Task directions — Below are the records; give again exactly the line with "if let Some(api_base)", the line with "the Tokio runtime", and each line that lies between them, and nothing besides.

Listed entries —
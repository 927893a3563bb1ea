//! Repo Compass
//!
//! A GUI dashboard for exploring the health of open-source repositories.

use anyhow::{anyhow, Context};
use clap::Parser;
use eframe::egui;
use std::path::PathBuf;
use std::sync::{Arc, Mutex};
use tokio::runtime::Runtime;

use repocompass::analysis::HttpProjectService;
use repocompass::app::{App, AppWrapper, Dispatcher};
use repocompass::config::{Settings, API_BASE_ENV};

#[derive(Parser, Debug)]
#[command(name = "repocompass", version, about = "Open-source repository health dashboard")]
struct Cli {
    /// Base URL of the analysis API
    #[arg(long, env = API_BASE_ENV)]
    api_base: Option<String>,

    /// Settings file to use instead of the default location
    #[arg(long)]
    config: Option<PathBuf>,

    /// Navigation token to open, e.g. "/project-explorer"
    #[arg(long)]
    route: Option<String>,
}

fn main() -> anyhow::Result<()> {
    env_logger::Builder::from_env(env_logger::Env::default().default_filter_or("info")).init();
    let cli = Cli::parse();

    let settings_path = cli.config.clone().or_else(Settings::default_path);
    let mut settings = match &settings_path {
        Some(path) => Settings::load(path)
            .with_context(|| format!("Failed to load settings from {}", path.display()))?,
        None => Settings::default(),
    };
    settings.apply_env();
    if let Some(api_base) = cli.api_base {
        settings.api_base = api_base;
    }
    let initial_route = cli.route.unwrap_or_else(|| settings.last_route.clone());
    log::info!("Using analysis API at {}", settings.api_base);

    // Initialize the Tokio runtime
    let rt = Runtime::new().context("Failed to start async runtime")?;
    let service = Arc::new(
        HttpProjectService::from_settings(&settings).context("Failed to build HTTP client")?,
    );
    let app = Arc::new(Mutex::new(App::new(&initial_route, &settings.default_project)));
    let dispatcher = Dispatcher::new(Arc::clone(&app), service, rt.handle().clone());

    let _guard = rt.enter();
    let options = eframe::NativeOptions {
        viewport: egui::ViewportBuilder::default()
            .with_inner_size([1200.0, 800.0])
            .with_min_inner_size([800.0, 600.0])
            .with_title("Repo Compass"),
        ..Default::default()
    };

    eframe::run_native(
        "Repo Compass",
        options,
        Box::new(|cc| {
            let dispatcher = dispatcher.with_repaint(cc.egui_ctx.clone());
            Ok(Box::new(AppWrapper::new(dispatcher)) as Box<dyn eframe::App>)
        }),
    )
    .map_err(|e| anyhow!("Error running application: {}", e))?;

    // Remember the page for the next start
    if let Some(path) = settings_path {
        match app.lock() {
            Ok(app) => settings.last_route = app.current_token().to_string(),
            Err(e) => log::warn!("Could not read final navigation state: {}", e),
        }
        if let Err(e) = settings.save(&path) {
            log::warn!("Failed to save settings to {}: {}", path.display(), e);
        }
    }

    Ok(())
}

---

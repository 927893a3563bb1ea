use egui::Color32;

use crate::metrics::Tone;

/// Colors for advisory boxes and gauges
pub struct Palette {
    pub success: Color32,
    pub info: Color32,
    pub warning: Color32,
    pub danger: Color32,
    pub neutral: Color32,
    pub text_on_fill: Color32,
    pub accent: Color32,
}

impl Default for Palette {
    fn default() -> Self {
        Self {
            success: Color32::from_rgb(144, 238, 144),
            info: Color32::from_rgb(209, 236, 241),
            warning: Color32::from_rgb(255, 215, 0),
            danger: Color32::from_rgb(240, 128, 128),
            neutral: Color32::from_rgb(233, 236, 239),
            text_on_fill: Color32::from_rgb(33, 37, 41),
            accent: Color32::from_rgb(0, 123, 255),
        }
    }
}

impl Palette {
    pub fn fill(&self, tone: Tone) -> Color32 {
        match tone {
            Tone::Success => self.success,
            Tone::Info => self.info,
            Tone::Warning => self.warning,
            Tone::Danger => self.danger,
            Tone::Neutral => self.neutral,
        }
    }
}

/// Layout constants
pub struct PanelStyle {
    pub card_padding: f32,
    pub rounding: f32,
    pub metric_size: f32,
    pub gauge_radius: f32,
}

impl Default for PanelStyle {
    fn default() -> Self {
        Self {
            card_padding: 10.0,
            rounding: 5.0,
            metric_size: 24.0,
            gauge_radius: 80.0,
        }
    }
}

Solved exercise —
    if let Some(api_base) = cli.api_base {
        settings.api_base = api_base;
    }
    let initial_route = cli.route.unwrap_or_else(|| settings.last_route.clone());
    log::info!("Using analysis API at {}", settings.api_base);

    // Initialize the Tokio runtime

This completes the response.